■ Goal of the exercise ■
Scan the records below and copy every line that contains the string "element".
══════
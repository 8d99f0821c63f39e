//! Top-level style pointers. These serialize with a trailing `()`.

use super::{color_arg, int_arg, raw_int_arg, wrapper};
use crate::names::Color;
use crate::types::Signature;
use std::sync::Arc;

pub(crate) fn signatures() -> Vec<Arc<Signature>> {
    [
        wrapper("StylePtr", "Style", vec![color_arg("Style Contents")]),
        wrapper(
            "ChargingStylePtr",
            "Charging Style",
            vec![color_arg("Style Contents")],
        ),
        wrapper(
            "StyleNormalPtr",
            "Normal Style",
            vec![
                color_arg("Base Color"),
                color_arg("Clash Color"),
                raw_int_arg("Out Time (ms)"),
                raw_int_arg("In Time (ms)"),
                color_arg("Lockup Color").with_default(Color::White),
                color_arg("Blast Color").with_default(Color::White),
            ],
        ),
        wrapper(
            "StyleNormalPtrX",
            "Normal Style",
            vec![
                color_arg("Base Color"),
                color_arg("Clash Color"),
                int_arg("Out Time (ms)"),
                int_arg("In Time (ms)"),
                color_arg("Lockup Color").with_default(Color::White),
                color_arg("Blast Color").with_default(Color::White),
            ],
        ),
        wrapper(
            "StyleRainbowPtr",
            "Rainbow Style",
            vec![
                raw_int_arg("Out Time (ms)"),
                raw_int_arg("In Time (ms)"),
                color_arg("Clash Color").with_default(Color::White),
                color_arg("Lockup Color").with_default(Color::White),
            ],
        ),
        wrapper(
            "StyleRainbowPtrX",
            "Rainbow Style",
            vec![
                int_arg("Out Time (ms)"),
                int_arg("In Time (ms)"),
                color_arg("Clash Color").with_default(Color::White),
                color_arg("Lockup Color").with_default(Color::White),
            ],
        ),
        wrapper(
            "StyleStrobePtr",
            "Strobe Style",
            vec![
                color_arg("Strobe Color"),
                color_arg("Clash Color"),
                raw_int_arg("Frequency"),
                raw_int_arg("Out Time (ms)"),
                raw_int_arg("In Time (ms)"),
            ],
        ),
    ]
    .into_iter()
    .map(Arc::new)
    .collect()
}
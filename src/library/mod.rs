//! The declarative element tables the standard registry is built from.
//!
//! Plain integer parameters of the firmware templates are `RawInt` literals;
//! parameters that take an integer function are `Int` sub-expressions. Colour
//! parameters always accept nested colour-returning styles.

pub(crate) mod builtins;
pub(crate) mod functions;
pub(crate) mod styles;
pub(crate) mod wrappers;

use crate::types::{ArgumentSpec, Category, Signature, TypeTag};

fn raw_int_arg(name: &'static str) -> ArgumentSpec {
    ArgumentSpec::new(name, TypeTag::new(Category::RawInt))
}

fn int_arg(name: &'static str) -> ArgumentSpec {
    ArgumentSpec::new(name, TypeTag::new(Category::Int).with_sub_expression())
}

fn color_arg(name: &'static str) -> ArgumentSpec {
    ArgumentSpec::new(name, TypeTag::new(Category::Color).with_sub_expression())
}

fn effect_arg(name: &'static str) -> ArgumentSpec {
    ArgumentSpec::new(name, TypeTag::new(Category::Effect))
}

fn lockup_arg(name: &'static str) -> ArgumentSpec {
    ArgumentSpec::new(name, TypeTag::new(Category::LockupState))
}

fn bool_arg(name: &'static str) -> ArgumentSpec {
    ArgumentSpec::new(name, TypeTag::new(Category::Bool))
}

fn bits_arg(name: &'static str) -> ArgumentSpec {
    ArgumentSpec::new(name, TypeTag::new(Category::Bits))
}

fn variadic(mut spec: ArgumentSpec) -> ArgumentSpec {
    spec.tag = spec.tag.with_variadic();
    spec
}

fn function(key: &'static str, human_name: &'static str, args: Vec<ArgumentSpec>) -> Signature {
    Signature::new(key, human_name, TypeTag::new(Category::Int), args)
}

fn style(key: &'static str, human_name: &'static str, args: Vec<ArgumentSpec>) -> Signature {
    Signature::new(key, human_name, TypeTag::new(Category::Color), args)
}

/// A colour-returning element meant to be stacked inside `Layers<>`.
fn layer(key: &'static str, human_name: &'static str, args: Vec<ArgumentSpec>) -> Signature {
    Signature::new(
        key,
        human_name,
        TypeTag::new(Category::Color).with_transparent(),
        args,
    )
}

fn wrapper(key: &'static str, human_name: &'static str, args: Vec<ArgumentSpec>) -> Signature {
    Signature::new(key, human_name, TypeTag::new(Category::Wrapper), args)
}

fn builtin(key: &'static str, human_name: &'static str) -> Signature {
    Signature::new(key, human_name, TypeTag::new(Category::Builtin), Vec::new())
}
══════
■ Expected output ■
//! The declarative element tables the standard registry is built from.
/// A colour-returning element meant to be stacked inside `Layers<>`.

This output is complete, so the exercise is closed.